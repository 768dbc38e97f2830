// Copyright 2021 Cargill Incorporated
//
// Licensed under the Apache License, Version 2.0 (the "License");
// you may not use this file except in compliance with the License.
// You may obtain a copy of the License at
//
//     http://www.apache.org/licenses/LICENSE-2.0
//
// Unless required by applicable law or agreed to in writing, software
// distributed under the License is distributed on an "AS IS" BASIS,
// WITHOUT WARRANTIES OR CONDITIONS OF ANY KIND, either express or implied.
// See the License for the specific language governing permissions and
// limitations under the License.

use super::error::ContextError;

/// Leading character of every composite key; keeps them disjoint from simple keys.
pub const COMPOSITE_KEY_NAMESPACE: char = '\u{0}';

const MIN_UNICODE_RUNE: char = '\u{0}';

fn validate_composite_key_component(component: &str) -> Result<(), ContextError> {
    if component.contains(MIN_UNICODE_RUNE) {
        return Err(ContextError::InvalidKey(format!(
            "Composite key component {:?} contains U+0000",
            component
        )));
    }
    Ok(())
}

/// Builds a composite key from an object type and its attributes.
///
/// Every component is terminated by U+0000, so a key built from a prefix of `attributes` is a
/// byte prefix of the full key. That is what makes partial composite key scans work.
///
/// ```
/// use cold_chain_sdk::ledger::create_composite_key;
///
/// let key = create_composite_key("TempLog", &["B1", "2021-06-01T10:00:00Z"]).unwrap();
/// assert_eq!(key, "\u{0}TempLog\u{0}B1\u{0}2021-06-01T10:00:00Z\u{0}");
/// ```
pub fn create_composite_key(
    object_type: &str,
    attributes: &[&str],
) -> Result<String, ContextError> {
    if object_type.is_empty() {
        return Err(ContextError::InvalidKey(
            "Composite key object type cannot be empty".to_string(),
        ));
    }
    validate_composite_key_component(object_type)?;

    let mut key = String::new();
    key.push(COMPOSITE_KEY_NAMESPACE);
    key.push_str(object_type);
    key.push(MIN_UNICODE_RUNE);
    for attribute in attributes {
        validate_composite_key_component(attribute)?;
        key.push_str(attribute);
        key.push(MIN_UNICODE_RUNE);
    }
    Ok(key)
}

/// Splits a composite key back into its object type and attributes.
pub fn split_composite_key(key: &str) -> Result<(String, Vec<String>), ContextError> {
    let body = key
        .strip_prefix(COMPOSITE_KEY_NAMESPACE)
        .ok_or_else(|| ContextError::InvalidKey(format!("{:?} is not a composite key", key)))?;

    let mut components = body
        .split_terminator(MIN_UNICODE_RUNE)
        .map(ToString::to_string);
    let object_type = components
        .next()
        .ok_or_else(|| ContextError::InvalidKey(format!("{:?} has no object type", key)))?;

    Ok((object_type, components.collect()))
}

#[cfg(test)]
mod tests {
    use super::*;

    #[test]
    fn test_split_recovers_components() {
        let key = create_composite_key("TempLog", &["B1", "t1"]).unwrap();
        let (object_type, attributes) = split_composite_key(&key).unwrap();
        assert_eq!(object_type, "TempLog");
        assert_eq!(attributes, vec!["B1".to_string(), "t1".to_string()]);
    }

    /// A key built from fewer attributes is a prefix of the full key, but a batch id that is a
    /// string prefix of another batch id does not produce a matching prefix.
    #[test]
    fn test_partial_key_is_prefix() {
        let full = create_composite_key("TempLog", &["B1", "t1"]).unwrap();
        let partial = create_composite_key("TempLog", &["B1"]).unwrap();
        let other = create_composite_key("TempLog", &["B10", "t1"]).unwrap();

        assert!(full.starts_with(&partial));
        assert!(!other.starts_with(&partial));
    }

    #[test]
    fn test_rejects_nul_in_attribute() {
        match create_composite_key("TempLog", &["B\u{0}1"]) {
            Err(ContextError::InvalidKey(_)) => (),
            res => panic!("Expected InvalidKey, got {:?}", res),
        }
    }

    #[test]
    fn test_rejects_empty_object_type() {
        assert!(create_composite_key("", &["B1"]).is_err());
    }

    #[test]
    fn test_split_rejects_simple_key() {
        assert!(split_composite_key("DELIVERY_B1").is_err());
    }
}
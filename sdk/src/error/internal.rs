// Copyright 2021 Cargill Incorporated
//
// Licensed under the Apache License, Version 2.0 (the "License");
// you may not use this file except in compliance with the License.
// You may obtain a copy of the License at
//
//     http://www.apache.org/licenses/LICENSE-2.0
//
// Unless required by applicable law or agreed to in writing, software
// distributed under the License is distributed on an "AS IS" BASIS,
// WITHOUT WARRANTIES OR CONDITIONS OF ANY KIND, either express or implied.
// See the License for the specific language governing permissions and
// limitations under the License.

use std::error;
use std::fmt;

/// An error which is not the caller's fault and cannot be corrected by retrying with
/// different input, such as a poisoned lock or a corrupt snapshot.
pub struct InternalError {
    message: Option<String>,
    prefix: Option<String>,
    source: Option<Box<dyn error::Error>>,
}

impl InternalError {
    /// Wraps `source`; the display string is the source's display string.
    ///
    /// ```
    /// use cold_chain_sdk::error::InternalError;
    ///
    /// let io_err = std::io::Error::new(std::io::ErrorKind::Other, "disk on fire");
    /// let err = InternalError::from_source(Box::new(io_err));
    /// assert_eq!(err.to_string(), "disk on fire");
    /// ```
    pub fn from_source(source: Box<dyn error::Error>) -> Self {
        Self {
            message: None,
            prefix: None,
            source: Some(source),
        }
    }

    /// Wraps `source`, displaying as `"{prefix}: {source}"`.
    ///
    /// ```
    /// use cold_chain_sdk::error::InternalError;
    ///
    /// let io_err = std::io::Error::new(std::io::ErrorKind::Other, "disk on fire");
    /// let err = InternalError::from_source_with_prefix(
    ///     Box::new(io_err),
    ///     "Cannot load ledger".to_string(),
    /// );
    /// assert_eq!(err.to_string(), "Cannot load ledger: disk on fire");
    /// ```
    pub fn from_source_with_prefix(source: Box<dyn error::Error>, prefix: String) -> Self {
        Self {
            message: None,
            prefix: Some(prefix),
            source: Some(source),
        }
    }

    /// Creates an error with no underlying source.
    ///
    /// ```
    /// use cold_chain_sdk::error::InternalError;
    ///
    /// let err = InternalError::with_message("mutex lock poisoned".to_string());
    /// assert_eq!(err.to_string(), "mutex lock poisoned");
    /// ```
    pub fn with_message(message: String) -> Self {
        Self {
            message: Some(message),
            prefix: None,
            source: None,
        }
    }
}

impl error::Error for InternalError {
    fn source(&self) -> Option<&(dyn error::Error + 'static)> {
        self.source.as_deref()
    }
}

impl fmt::Display for InternalError {
    fn fmt(&self, f: &mut fmt::Formatter) -> fmt::Result {
        match (&self.message, &self.prefix, &self.source) {
            (Some(message), _, _) => write!(f, "{}", message),
            (None, Some(prefix), Some(source)) => write!(f, "{}: {}", prefix, source),
            (None, None, Some(source)) => write!(f, "{}", source),
            _ => f.write_str("InternalError"),
        }
    }
}

impl fmt::Debug for InternalError {
    fn fmt(&self, f: &mut fmt::Formatter) -> fmt::Result {
        let mut debug = f.debug_struct("InternalError");
        if let Some(message) = &self.message {
            debug.field("message", message);
        }
        if let Some(prefix) = &self.prefix {
            debug.field("prefix", prefix);
        }
        if let Some(source) = &self.source {
            debug.field("source", source);
        }
        debug.finish()
    }
}

#[cfg(test)]
mod tests {
    use super::*;

    #[test]
    fn test_debug_with_message() {
        let err = InternalError::with_message("test message".to_string());
        assert_eq!(
            format!("{:?}", err),
            "InternalError { message: \"test message\" }"
        );
    }

    #[test]
    fn test_debug_from_source_with_prefix() {
        let err = InternalError::from_source_with_prefix(
            Box::new(InternalError::with_message("inner".to_string())),
            "outer".to_string(),
        );
        assert_eq!(
            format!("{:?}", err),
            "InternalError { prefix: \"outer\", source: InternalError { message: \"inner\" } }"
        );
    }

    /// The source is reachable through `std::error::Error::source`.
    #[test]
    fn test_source_is_exposed() {
        use std::error::Error;

        let err =
            InternalError::from_source(Box::new(InternalError::with_message("inner".to_string())));
        assert_eq!(err.to_string(), "inner");
        assert!(err.source().is_some());
        assert!(InternalError::with_message("x".into()).source().is_none());
    }
}
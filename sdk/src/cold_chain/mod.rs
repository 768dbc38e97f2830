// Copyright 2021 Cargill Incorporated
//
// Licensed under the Apache License, Version 2.0 (the "License");
// you may not use this file except in compliance with the License.
// You may obtain a copy of the License at
//
//     http://www.apache.org/licenses/LICENSE-2.0
//
// Unless required by applicable law or agreed to in writing, software
// distributed under the License is distributed on an "AS IS" BASIS,
// WITHOUT WARRANTIES OR CONDITIONS OF ANY KIND, either express or implied.
// See the License for the specific language governing permissions and
// limitations under the License.

pub mod addressing;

What this task involves -
In the listing above, find each line where "lock" occurs and copy it.

Solution to this exercise -
/// different input, such as a poisoned lock or a corrupt snapshot.
    /// let err = InternalError::with_message("mutex lock poisoned".to_string());
    /// assert_eq!(err.to_string(), "mutex lock poisoned");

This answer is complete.